WHAT YOU SHOULD DO:
Counting only lines below that contain the string "PhantomData", give the total as a single number.

PROVIDED RECORDS:
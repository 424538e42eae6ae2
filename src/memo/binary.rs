//! Two-argument memoization keyed by [`CompositeKey`].

use std::fmt;
use std::hash::Hash;
use std::marker::PhantomData;

use crate::cache::synchronized::SynchronizedCache;
use crate::error::ConfigError;
use crate::memo::key::CompositeKey;
use crate::traits::MemoCache;

/// Memoizing wrapper around a two-argument function.
///
/// Results are cached under `CompositeKey::new(a, b)`, so `apply(a, b)` and
/// `apply(b, a)` are memoized separately.
///
/// # Example
///
/// ```
/// use memokit::memo::binary::MemoizedBiFn;
///
/// let pow = MemoizedBiFn::new(|base: &u64, exp: &u32| base.pow(*exp));
/// assert_eq!(pow.apply(2, 10), 1024);
/// assert_eq!(pow.apply(10, 2), 100);
/// assert_eq!(pow.memoized_len(), 2);
/// ```
pub struct MemoizedBiFn<A, B, R, F, C = SynchronizedCache<CompositeKey<A, B>, R>> {
    delegate: F,
    cache: C,
    _marker: PhantomData<fn(&A, &B) -> R>,
}

impl<A, B, R, F> MemoizedBiFn<A, B, R, F, SynchronizedCache<CompositeKey<A, B>, R>>
where
    A: Eq + Hash + Clone,
    B: Eq + Hash + Clone,
    R: Clone,
    F: Fn(&A, &B) -> R,
{
    pub fn new(delegate: F) -> Self {
        Self::with_cache(delegate, SynchronizedCache::default())
    }

    pub fn with_max_memoized(delegate: F, max_memoized: usize) -> Result<Self, ConfigError> {
        Ok(Self::with_cache(delegate, SynchronizedCache::new(max_memoized)?))
    }
}

impl<A, B, R, F, C> MemoizedBiFn<A, B, R, F, C> {
    pub fn with_cache(delegate: F, cache: C) -> Self {
        Self {
            delegate,
            cache,
            _marker: PhantomData,
        }
    }

    pub fn cache(&self) -> &C {
        &self.cache
    }

    pub fn delegate(&self) -> &F {
        &self.delegate
    }
}

impl<A, B, R, F, C> MemoizedBiFn<A, B, R, F, C>
where
    A: Hash,
    B: Hash,
    F: Fn(&A, &B) -> R,
    C: MemoCache<CompositeKey<A, B>, R>,
{
    /// Returns `delegate(&a, &b)`, computing it at most once while resident.
    pub fn apply(&self, a: A, b: B) -> R {
        self.cache
            .get_or_compute(CompositeKey::new(a, b), |key| {
                (self.delegate)(key.first(), key.second())
            })
    }

    pub fn clear_cache(&self) {
        self.cache.clear();
    }

    pub fn set_max_memoized(&self, max_memoized: usize) -> Result<(), ConfigError> {
        self.cache.set_max_size(max_memoized)
    }

    pub fn max_memoized(&self) -> usize {
        self.cache.max_size()
    }

    pub fn memoized_len(&self) -> usize {
        self.cache.len()
    }
}

impl<A, B, R, F, C> Clone for MemoizedBiFn<A, B, R, F, C>
where
    F: Clone,
    C: Clone,
{
    fn clone(&self) -> Self {
        Self {
            delegate: self.delegate.clone(),
            cache: self.cache.clone(),
            _marker: PhantomData,
        }
    }
}

impl<A, B, R, F, C: fmt::Debug> fmt::Debug for MemoizedBiFn<A, B, R, F, C> {
    fn fmt(&self, f: &mut fmt::Formatter<'_>) -> fmt::Result {
        f.debug_struct("MemoizedBiFn")
            .field("cache", &self.cache)
            .finish_non_exhaustive()
    }
}

/// Memoizes a two-argument `delegate` with the default bound.
pub fn memoize_bi<A, B, R, F>(delegate: F) -> MemoizedBiFn<A, B, R, F>
where
    A: Eq + Hash + Clone,
    B: Eq + Hash + Clone,
    R: Clone,
    F: Fn(&A, &B) -> R,
{
    MemoizedBiFn::new(delegate)
}
use std::sync::atomic::{AtomicU64, Ordering};

/// Counters owned by one [`BoundedCache`](crate::cache::bounded::BoundedCache).
///
/// Relaxed atomics: counters are observational and never order other memory.
#[derive(Debug, Default)]
pub struct CacheMetrics {
    hits: AtomicU64,
    misses: AtomicU64,
    inserts: AtomicU64,
    evictions: AtomicU64,
    removals: AtomicU64,
    reclamations: AtomicU64,
}

impl CacheMetrics {
    #[inline]
    pub fn record_hit(&self) {
        self.hits.fetch_add(1, Ordering::Relaxed);
    }

    #[inline]
    pub fn record_miss(&self) {
        self.misses.fetch_add(1, Ordering::Relaxed);
    }

    #[inline]
    pub fn record_lookup(&self, hit: bool) {
        if hit {
            self.record_hit();
        } else {
            self.record_miss();
        }
    }

    #[inline]
    pub fn record_insert(&self) {
        self.inserts.fetch_add(1, Ordering::Relaxed);
    }

    #[inline]
    pub fn record_eviction(&self) {
        self.evictions.fetch_add(1, Ordering::Relaxed);
    }

    #[inline]
    pub fn record_removal(&self) {
        self.removals.fetch_add(1, Ordering::Relaxed);
    }

    /// Counts a whole-store discard (clear or memory pressure).
    #[inline]
    pub fn record_reclamation(&self) {
        self.reclamations.fetch_add(1, Ordering::Relaxed);
    }

    pub fn hits(&self) -> u64 {
        self.hits.load(Ordering::Relaxed)
    }

    pub fn misses(&self) -> u64 {
        self.misses.load(Ordering::Relaxed)
    }

    pub fn inserts(&self) -> u64 {
        self.inserts.load(Ordering::Relaxed)
    }

    pub fn evictions(&self) -> u64 {
        self.evictions.load(Ordering::Relaxed)
    }

    pub fn removals(&self) -> u64 {
        self.removals.load(Ordering::Relaxed)
    }

    pub fn reclamations(&self) -> u64 {
        self.reclamations.load(Ordering::Relaxed)
    }
}

#[cfg(test)]
mod tests {
    use super::*;

    #[test]
    fn counters_start_at_zero_and_increment() {
        let metrics = CacheMetrics::default();
        assert_eq!(metrics.hits(), 0);

        metrics.record_lookup(true);
        metrics.record_lookup(false);
        metrics.record_lookup(false);
        metrics.record_insert();
        metrics.record_eviction();
        metrics.record_removal();
        metrics.record_reclamation();

        assert_eq!(metrics.hits(), 1);
        assert_eq!(metrics.misses(), 2);
        assert_eq!(metrics.inserts(), 1);
        assert_eq!(metrics.evictions(), 1);
        assert_eq!(metrics.removals(), 1);
        assert_eq!(metrics.reclamations(), 1);
    }
}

YOUR RESPONSE:
4